Прошлое, такое порой ненавистное в бытность свою настоящим, теперь, в романтическом ореоле безвозвратности, казалось милым, уютным и щемяще притягательным. С особой теплотой вспоминалось почему-то то, что было совсем незадолго до начала Катаклизма. Например, виделся вдруг ясно, со всеми деталями маленький вокзальчик в Усть-Куте: теплая июльская ночь, жучки вокруг фонаря, пение комаров над ухом, влажное дыхание великой сибирской реки, катящей свои воды в темноте за домами, синие огни на путях, рюкзаки грудой, усталость, ворчливая уборщица, возящая по полу мокрой тряпкой и гоняющая нас с места на место…
А то вдруг вспоминался переполненный вагон метро, где так уютно было уснуть зажатым намертво в спрессованной толпе. Или — большая пестрая очередь. За чем? За кроссовками? За книгами? На выставку? За билетами на поезд? Неважно. Это была Очередь! Немыслимое, дикое сборище, где порожденная завистью и страхом упустить свой шанс ненависть каждого к каждому удивительным образом переплавлялась порой в некое совершенно особенное братство.
А то всплывала в памяти квартира родителей в уютном московском переулке, мамино «фирменное» обсыпанное сахаром печенье, вырезанное с помощью потемневших от времени жестяных формочек, крепкий чай, заваренный отцом по-своему, с кипячением — вопреки всем рецептам, старенький скрипучий диван, раскрашенные фотографии по стенам, голуби, воркующие на широком карнизе…

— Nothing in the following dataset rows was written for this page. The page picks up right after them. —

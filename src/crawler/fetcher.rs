//! HTTP transport for the politeness governor
//!
//! This module provides the raw page transport used for both pages and
//! robots.txt files:
//! - [`HttpTransport`] - the seam the governor fetches through
//! - [`ReqwestTransport`] - `reqwest` implementation with bounded connect/read timeouts
//!   and an optional body size cap
//! - [`decode_body`] - charset-aware body decoding
//!
//! The transport performs exactly one request per call. There is no retry or
//! backoff at this layer or any other.

use async_trait::async_trait;
use encoding_rs::{Encoding, UTF_8};
use reqwest::{header::CONTENT_TYPE, Client};
use std::time::Duration;
use thiserror::Error;

use crate::config::PolitenessConfig;
use crate::utils::error::FetchError;

/// Raw HTTP response
#[derive(Debug, Clone, Default)]
pub struct HttpResponse {
    /// Status code
    pub status: u16,

    /// `Content-Type` header, if present
    pub content_type: Option<String>,

    /// Response body bytes, possibly cut short by the transport's body limit
    pub body: Vec<u8>,
}

impl HttpResponse {
    pub fn is_success(&self) -> bool {
        (200..300).contains(&self.status)
    }
}

/// Transport-level failures
#[derive(Error, Debug, Clone, PartialEq, Eq)]
pub enum TransportError {
    /// Connect or read timeout elapsed
    #[error("timed out")]
    Timeout,

    /// DNS, connect, TLS or protocol failure
    #[error("{0}")]
    Network(String),
}

impl From<TransportError> for FetchError {
    fn from(err: TransportError) -> Self {
        match err {
            TransportError::Timeout => FetchError::Timeout,
            TransportError::Network(msg) => FetchError::Network(msg),
        }
    }
}

/// Single-request HTTP GET
#[async_trait]
pub trait HttpTransport: Send + Sync {
    /// Fetch `url`, returning the response whatever its status
    async fn get(&self, url: &str) -> Result<HttpResponse, TransportError>;
}

/// `reqwest`-backed transport
pub struct ReqwestTransport {
    /// HTTP client with configured timeouts and user agent
    client: Client,

    /// Stop reading a body once it is longer than this many bytes
    body_limit: Option<u64>,
}

impl ReqwestTransport {
    /// Create a transport from politeness settings
    ///
    /// # Arguments
    ///
    /// * `user_agent` - Identity string sent with every request
    /// * `config` - Connect and read timeouts, and the per-host byte quota
    ///
    /// No host may receive more than its quota, so bodies are cut one byte past
    /// it: enough to trip the breaker without buffering the rest.
    ///
    /// # Errors
    ///
    /// Returns `reqwest::Error` if the HTTP client cannot be created
    pub fn new(user_agent: &str, config: &PolitenessConfig) -> Result<Self, reqwest::Error> {
        let transport =
            Self::with_timeouts(user_agent, config.connect_timeout(), config.read_timeout())?;
        Ok(transport.with_body_limit(config.per_host_byte_quota.saturating_add(1)))
    }

    /// Create a transport with explicit timeouts and no body limit
    ///
    /// `read_timeout` bounds each socket read, so a slow body that keeps
    /// arriving is never cut off.
    pub fn with_timeouts(
        user_agent: &str,
        connect_timeout: Duration,
        read_timeout: Duration,
    ) -> Result<Self, reqwest::Error> {
        let client = Client::builder()
            .user_agent(user_agent)
            .connect_timeout(connect_timeout)
            .read_timeout(read_timeout)
            .gzip(true)
            .build()?;

        Ok(Self {
            client,
            body_limit: None,
        })
    }

    /// Stop reading bodies once they exceed `limit` bytes
    #[must_use]
    pub fn with_body_limit(mut self, limit: u64) -> Self {
        self.body_limit = Some(limit);
        self
    }
}

#[async_trait]
impl HttpTransport for ReqwestTransport {
    async fn get(&self, url: &str) -> Result<HttpResponse, TransportError> {
        let mut response = self.client.get(url).send().await.map_err(classify)?;

        let status = response.status().as_u16();
        let content_type = response
            .headers()
            .get(CONTENT_TYPE)
            .and_then(|v| v.to_str().ok())
            .map(|s| s.to_string());

        let mut body = Vec::new();
        while let Some(chunk) = response.chunk().await.map_err(classify)? {
            body.extend_from_slice(&chunk);
            if let Some(limit) = self.body_limit.filter(|&limit| body.len() as u64 > limit) {
                tracing::debug!(url, limit, "Body limit reached, truncating");
                break;
            }
        }

        Ok(HttpResponse {
            status,
            content_type,
            body,
        })
    }
}

fn classify(err: reqwest::Error) -> TransportError {
    if err.is_timeout() {
        TransportError::Timeout
    } else {
        TransportError::Network(err.to_string())
    }
}

/// Decode a body using the charset named in `content_type`
///
/// Unknown or missing charsets fall back to UTF-8; undecodable sequences become
/// replacement characters rather than errors.
pub fn decode_body(bytes: &[u8], content_type: Option<&str>) -> String {
    let encoding = content_type
        .and_then(charset_label)
        .and_then(|label| Encoding::for_label(label.as_bytes()))
        .unwrap_or(UTF_8);

    let (cow, _encoding, _had_errors) = encoding.decode(bytes);
    cow.into_owned()
}

fn charset_label(content_type: &str) -> Option<String> {
    content_type.split(';').skip(1).find_map(|param| {
        let (key, value) = param.split_once('=')?;
        key.trim()
            .eq_ignore_ascii_case("charset")
            .then(|| value.trim().trim_matches('"').to_ascii_lowercase())
    })
}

Ленка вспоминала Чехословакию, удивительные улицы старой Праги, небольшие магазинчики, крохотные пивные бары и ни с чем не сравнимое ощущение новизны, экзотики, исключительного везения… Теперь весь мир был у нас на ладони. Но что-то очень важное — потеряно.

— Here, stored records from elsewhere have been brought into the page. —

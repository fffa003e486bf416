//! Common utilities and helper functions
//!
//! This module provides shared utilities used across the application.

pub mod error;

use regex::Regex;
use std::sync::OnceLock;

/// Normalize whitespace in text
pub fn normalize_whitespace(text: &str) -> String {
    static WHITESPACE_RE: OnceLock<Regex> = OnceLock::new();

    let re = WHITESPACE_RE.get_or_init(|| Regex::new(r"\s+").expect("Invalid regex pattern"));

    re.replace_all(text.trim(), " ").to_string()
}

/// Format byte size as human-readable string
pub fn format_bytes(bytes: u64) -> String {
    const UNITS: &[&str] = &["B", "KB", "MB", "GB", "TB"];

    if bytes == 0 {
        return String::from("0 B");
    }

    let base: f64 = 1024.0;
    let exponent = (bytes as f64).log(base).floor() as usize;
    let exponent = exponent.min(UNITS.len() - 1);

    let value = bytes as f64 / base.powi(exponent as i32);

    format!("{value:.2} {}", UNITS[exponent])
}

#[cfg(test)]
mod tests {
    use super::*;

    #[test]
    fn test_normalize_whitespace() {
        assert_eq!(normalize_whitespace("  hello   world  "), "hello world");
        assert_eq!(normalize_whitespace("hello\n\nworld"), "hello world");
        assert_eq!(normalize_whitespace("\t\n"), "");
    }

    #[test]
    fn test_format_bytes() {
        assert_eq!(format_bytes(0), "0 B");
        assert_eq!(format_bytes(1024), "1.00 KB");
        assert_eq!(format_bytes(1_048_576), "1.00 MB");
    }
}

А иногда с нежностью и грустью мы начинали вспоминать что-нибудь совсем уж несуразное. Нашу военную кафедру, например, с ее тупоголовыми офицерами и унылой, казенной аккуратностью учебных классов. Или пропахшую эфиром и йодом районную поликлинику с безграмотными равнодушными врачами и никудышным оборудованием. Или — убогую толпу помятых мужиков у пивного ларька…
Но это были издержки ностальгии. Не обо всем стало жалеть, с многими надлежало расстаться с радостью, а многое другое, о чем грустилось почему-то как об утраченном, на самом деле осталось с нами. Но было одно, к чему с болезненным постоянством скатывались всякий раз мои и Альтера воспоминания, — наша единственная пока настоящая потеря. Мы вспоминали промерзший зимний троллейбус с пушистыми от инея стеклами, и холодный портвейн из темной бутылки, и ломкий на морозе кисломолочный сырок, черствые булочки за три копейки, и Женька с гитарой, дующий на озябшие пальцы, и Рюша Черный, неистово рубящий ладонью воздух… — И я начинал плакать. И Альтер тоже.